*Directions for this task:* When the word "RetryPolicyConfig" appears in a line of the data below, list that line.

Dataset entries

____________

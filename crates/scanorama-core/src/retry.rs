//! Exponential backoff for the Worker Pool's per-job retry policy.
//!
//! `delay = RetryDelay * BackoffMultiplier^(retries-1)`, capped by
//! `RetryDelayMax`. The exponent is clamped to 31 before exponentiating so
//! a misconfigured multiplier can never overflow the delay computation.

use crate::config::RetryPolicyConfig;
use std::time::Duration;
use tokio::time::sleep;
use tracing::debug;

/// Delay before the `retries`-th retry (1-indexed: the first retry uses
/// exponent 0, i.e. the base delay unmodified).
pub fn backoff_delay(policy: &RetryPolicyConfig, retries: u32) -> Duration {
    let exponent = retries.saturating_sub(1).min(31);
    let factor = (policy.backoff_multiplier as u64).saturating_pow(exponent);
    let delay_ms = policy.retry_delay_ms.saturating_mul(factor);
    Duration::from_millis(delay_ms.min(policy.retry_delay_max_ms))
}

/// Retry a fallible async operation (one `Job` execution) according to
/// `policy`. Attempts up to `max_retries + 1` times total; sleeps with
/// [`backoff_delay`] between attempts. `is_retriable` decides whether a
/// given error is worth retrying at all (Validation/Cancelled/Shutdown
/// never are).
pub async fn retry_with_backoff<T, E, F, Fut, R>(
    mut operation: F,
    policy: &RetryPolicyConfig,
    is_retriable: R,
) -> Result<T, E>
where
    F: FnMut() -> Fut,
    Fut: std::future::Future<Output = Result<T, E>>,
    E: std::fmt::Display,
    R: Fn(&E) -> bool,
{
    let mut retries = 0u32;

    loop {
        match operation().await {
            Ok(result) => {
                if retries > 0 {
                    debug!(retries, "job succeeded after retrying");
                }
                return Ok(result);
            }
            Err(e) => {
                let should_retry = retries < policy.max_retries && is_retriable(&e);
                if !should_retry {
                    debug!(retries, error = %e, "giving up on job");
                    return Err(e);
                }

                retries += 1;
                let delay = backoff_delay(policy, retries);
                debug!(retries, ?delay, error = %e, "retrying job after backoff");
                sleep(delay).await;
            }
        }
    }
}

#[cfg(test)]
mod tests {
    use super::*;
    use std::sync::atomic::{AtomicU32, Ordering};
    use std::sync::Arc;

    fn policy(max_retries: u32, delay_ms: u64, multiplier: u32) -> RetryPolicyConfig {
        RetryPolicyConfig {
            max_retries,
            retry_delay_ms: delay_ms,
            backoff_multiplier: multiplier,
            retry_delay_max_ms: 30_000,
        }
    }

    #[test]
    fn backoff_delay_matches_formula() {
        let p = policy(5, 10, 2);
        assert_eq!(backoff_delay(&p, 1), Duration::from_millis(10));
        assert_eq!(backoff_delay(&p, 2), Duration::from_millis(20));
        assert_eq!(backoff_delay(&p, 3), Duration::from_millis(40));
    }

    #[test]
    fn backoff_delay_is_capped() {
        let p = policy(10, 1000, 2);
        assert_eq!(backoff_delay(&p, 10), Duration::from_millis(30_000));
    }

    #[test]
    fn backoff_delay_exponent_clamped_never_overflows() {
        let p = policy(u32::MAX, 1, 2);
        let d = backoff_delay(&p, u32::MAX);
        assert_eq!(d, Duration::from_millis(p.retry_delay_max_ms));
    }

    #[tokio::test]
    async fn retry_succeeds_immediately() {
        let result = retry_with_backoff(
            || async { Ok::<_, String>(42) },
            &policy(3, 1, 2),
            |_| true,
        )
        .await;
        assert_eq!(result.unwrap(), 42);
    }

    #[tokio::test]
    async fn retry_gives_up_after_max_retries() {
        let attempts = Arc::new(AtomicU32::new(0));
        let attempts_clone = attempts.clone();

        let result = retry_with_backoff(
            || {
                let attempts = attempts_clone.clone();
                async move {
                    attempts.fetch_add(1, Ordering::SeqCst);
                    Err::<i32, _>("scan failed")
                }
            },
            &policy(2, 1, 2),
            |_| true,
        )
        .await;

        assert!(result.is_err());
        // initial attempt + 2 retries = 3 total attempts
        assert_eq!(attempts.load(Ordering::SeqCst), 3);
    }

    #[tokio::test]
    async fn retry_never_exceeds_max_retries() {
        let attempts = Arc::new(AtomicU32::new(0));
        let attempts_clone = attempts.clone();

        let _ = retry_with_backoff(
            || {
                let attempts = attempts_clone.clone();
                async move {
                    let n = attempts.fetch_add(1, Ordering::SeqCst);
                    Err::<i32, _>(n)
                }
            },
            &policy(2, 1, 2),
            |_| true,
        )
        .await;

        assert!(attempts.load(Ordering::SeqCst) <= 3);
    }

    #[tokio::test]
    async fn non_retriable_error_stops_immediately() {
        let attempts = Arc::new(AtomicU32::new(0));
        let attempts_clone = attempts.clone();

        let result = retry_with_backoff(
            || {
                let attempts = attempts_clone.clone();
                async move {
                    attempts.fetch_add(1, Ordering::SeqCst);
                    Err::<i32, _>("validation error")
                }
            },
            &policy(5, 1, 2),
            |_| false,
        )
        .await;

        assert!(result.is_err());
        assert_eq!(attempts.load(Ordering::SeqCst), 1);
    }

    #[tokio::test]
    async fn retry_timing_matches_scenario_s2() {
        let attempts = Arc::new(AtomicU32::new(0));
        let attempts_clone = attempts.clone();

        let start = std::time::Instant::now();
        let _ = retry_with_backoff(
            || {
                let attempts = attempts_clone.clone();
                async move {
                    attempts.fetch_add(1, Ordering::SeqCst);
                    Err::<i32, _>("scan failed")
                }
            },
            &policy(2, 10, 2),
            |_| true,
        )
        .await;
        let elapsed = start.elapsed();

        // ~10ms then ~20ms between the three attempts.
        assert!(elapsed >= Duration::from_millis(30));
        assert_eq!(attempts.load(Ordering::SeqCst), 3);
    }
}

____________

*Solution:*
use crate::config::RetryPolicyConfig;
pub fn backoff_delay(policy: &RetryPolicyConfig, retries: u32) -> Duration {
    policy: &RetryPolicyConfig,
    fn policy(max_retries: u32, delay_ms: u64, multiplier: u32) -> RetryPolicyConfig {
        RetryPolicyConfig {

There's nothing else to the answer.